··· Material to process ···

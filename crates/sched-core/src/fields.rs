//! Canonical field names for every source dataset.
//!
//! These are the names records carry after normalization. Raw exports spell
//! them in many ways (`course_code`, `Course code`, `lecture Code`); the
//! normalizer in `sched-source` maps every accepted spelling onto the
//! constants below, so nothing downstream ever sees a raw name.

/// Fields of `course_list.json`.
pub mod course_list {
    pub const COURSE_ID: &str = "Course ID";
    pub const COURSE_CODE: &str = "Course Code";
    pub const COURSE_TITLE: &str = "Course Title";
    pub const LENGTH: &str = "Length";
    pub const CREDITS: &str = "Credits";
    pub const DEPARTMENTS: &str = "Department(s)";
    pub const PRIORITY: &str = "Priority";
    /// Comma-separated block list, or a JSON array of blocks.
    pub const AVAILABLE_BLOCKS: &str = "Available blocks";
    pub const UNAVAILABLE_BLOCKS: &str = "Unavailable blocks";
    pub const MINIMUM_SECTION_SIZE: &str = "Minimum section size";
    pub const TARGET_SECTION_SIZE: &str = "Target section size";
    pub const MAXIMUM_SECTION_SIZE: &str = "Maximum section size";
    pub const NUMBER_OF_SECTIONS: &str = "Number of sections";
    pub const TOTAL_CREDITS: &str = "Total credits";
}

/// Fields of `rooms_data.json`.
pub mod rooms_data {
    pub const COURSE_ID: &str = "Course ID";
    pub const ROOM_NUMBER: &str = "Room Number";
    pub const SECTION_NUMBER: &str = "Section Number";
    pub const COURSE_CODE: &str = "Course Code";
    pub const START_TERM: &str = "Start Term";
    pub const YEAR: &str = "Year";
    pub const TERM_DESCRIPTION: &str = "Term Description";
    pub const TERM_NAME: &str = "Term name";
}

/// Fields of `lecturer_details.json`.
pub mod lecturer_details {
    pub const PROF_ID: &str = "Prof ID";
    pub const COURSE_CODE: &str = "Course Code";
    pub const COURSE_TITLE: &str = "Course Title";
    pub const SECTION_NUMBER: &str = "Section Number";
    pub const LENGTH: &str = "Length";
    pub const START_TERM: &str = "Start Term";
}

/// Fields of `student_requests.json`.
pub mod student_requests {
    pub const STUDENT_ID: &str = "Student ID";
    pub const COURSE_ID: &str = "Course ID";
    pub const COURSE_CODE: &str = "Course Code";
    pub const COURSE_TITLE: &str = "Course Title";
    pub const TYPE: &str = "Type";
    pub const PRIORITY: &str = "Priority";
    pub const REQUEST_START_TERM: &str = "Request start term";
    pub const LENGTH: &str = "Length";
    pub const COLLEGE_YEAR: &str = "College Year";
}
//! Cross-reference indexes.
//!
//! An index maps the string-coerced value of one field to every record
//! carrying that value, in input order. Records whose key is missing or null
//! are left out and only counted. Indexes borrow the datasets they were built
//! from and are never mutated after construction.

use std::collections::BTreeMap;

use sched_core::dataset::Sources;
use sched_core::fields::{course_list, lecturer_details, rooms_data, student_requests};
use sched_core::record::Record;

/// One-to-many lookup over a dataset, keyed by a single derived value.
#[derive(Debug, Clone, Default)]
pub struct CrossIndex<'a> {
    label: String,
    entries: BTreeMap<String, Vec<&'a Record>>,
    order: Vec<String>,
    unindexed: usize,
}

impl<'a> CrossIndex<'a> {
    /// Index `records` by the string-coerced value of `field`.
    #[must_use]
    pub fn build(records: &'a [Record], field: &str) -> Self {
        Self::build_with(records, field, |record| record.key(field))
    }

    /// Index `records` by the lower-cased value of `field`.
    #[must_use]
    pub fn build_lower(records: &'a [Record], field: &str) -> Self {
        Self::build_with(records, field, |record| record.key_lower(field))
    }

    /// Index `records` by an arbitrary derived key. `None` keys are skipped.
    pub fn build_with<F>(records: &'a [Record], label: &str, key: F) -> Self
    where
        F: Fn(&Record) -> Option<String>,
    {
        let mut index = Self {
            label: label.to_string(),
            ..Self::default()
        };
        for record in records {
            let Some(value) = key(record) else {
                index.unindexed += 1;
                continue;
            };
            let bucket = index.entries.entry(value).or_insert_with_key(|value| {
                index.order.push(value.clone());
                Vec::new()
            });
            bucket.push(record);
        }
        if index.unindexed > 0 {
            tracing::debug!(
                index = %index.label,
                skipped = index.unindexed,
                "records without key left out of index"
            );
        }
        index
    }

    /// Records sharing `key`, in input order. Empty when the key is unknown.
    #[must_use]
    pub fn get(&self, key: &str) -> &[&'a Record] {
        self.entries.get(key).map_or(&[], Vec::as_slice)
    }

    #[must_use]
    pub fn contains_key(&self, key: &str) -> bool {
        self.entries.contains_key(key)
    }

    /// Distinct keys in first-seen order.
    pub fn keys(&self) -> impl Iterator<Item = &str> {
        self.order.iter().map(String::as_str)
    }

    /// Number of distinct keys.
    #[must_use]
    pub fn len(&self) -> usize {
        self.entries.len()
    }

    #[must_use]
    pub fn is_empty(&self) -> bool {
        self.entries.is_empty()
    }

    /// Records that had no usable key.
    #[must_use]
    pub const fn unindexed(&self) -> usize {
        self.unindexed
    }

    #[must_use]
    pub fn label(&self) -> &str {
        &self.label
    }
}

/// Composite key for lecturer lookups on (Course Code, Section Number).
#[must_use]
pub fn section_key(code_lower: &str, section: Option<i64>) -> String {
    match section {
        Some(number) => format!("{code_lower}#{number}"),
        None => format!("{code_lower}#"),
    }
}

/// Every index the merger and graph builder read.
#[derive(Debug, Clone)]
pub struct Indexes<'a> {
    pub courses_by_id: CrossIndex<'a>,
    /// Keys are lower-cased course codes.
    pub courses_by_code: CrossIndex<'a>,
    pub rooms_by_course_id: CrossIndex<'a>,
    pub rooms_by_number: CrossIndex<'a>,
    /// Keys are integer-coerced professor IDs.
    pub lecturers_by_professor_id: CrossIndex<'a>,
    /// Keys come from [`section_key`].
    pub lecturers_by_section: CrossIndex<'a>,
    pub requests_by_course_id: CrossIndex<'a>,
    pub requests_by_student_id: CrossIndex<'a>,
}

impl<'a> Indexes<'a> {
    #[must_use]
    pub fn build(sources: &'a Sources) -> Self {
        let lecturers = sources.lecturer_details.as_slice();
        Self {
            courses_by_id: CrossIndex::build(&sources.course_list, course_list::COURSE_ID),
            courses_by_code: CrossIndex::build_lower(
                &sources.course_list,
                course_list::COURSE_CODE,
            ),
            rooms_by_course_id: CrossIndex::build(&sources.rooms_data, rooms_data::COURSE_ID),
            rooms_by_number: CrossIndex::build(&sources.rooms_data, rooms_data::ROOM_NUMBER),
            lecturers_by_professor_id: CrossIndex::build_with(
                lecturers,
                lecturer_details::PROF_ID,
                |record| {
                    record
                        .integer(lecturer_details::PROF_ID)
                        .map(|id| id.to_string())
                },
            ),
            lecturers_by_section: CrossIndex::build_with(lecturers, "lecturer section", |record| {
                let section = record.integer(lecturer_details::SECTION_NUMBER);
                record
                    .key_lower(lecturer_details::COURSE_CODE)
                    .map(|code| section_key(&code, section))
            }),
            requests_by_course_id: CrossIndex::build(
                &sources.student_requests,
                student_requests::COURSE_ID,
            ),
            requests_by_student_id: CrossIndex::build(
                &sources.student_requests,
                student_requests::STUDENT_ID,
            ),
        }
    }
}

···

- **Problem requirements**: The required output is a copy of each line in the records where the string "after" occurs.

- **Task output**:
//! These are the names records carry after normalization. Raw exports spell
//! from and are never mutated after construction.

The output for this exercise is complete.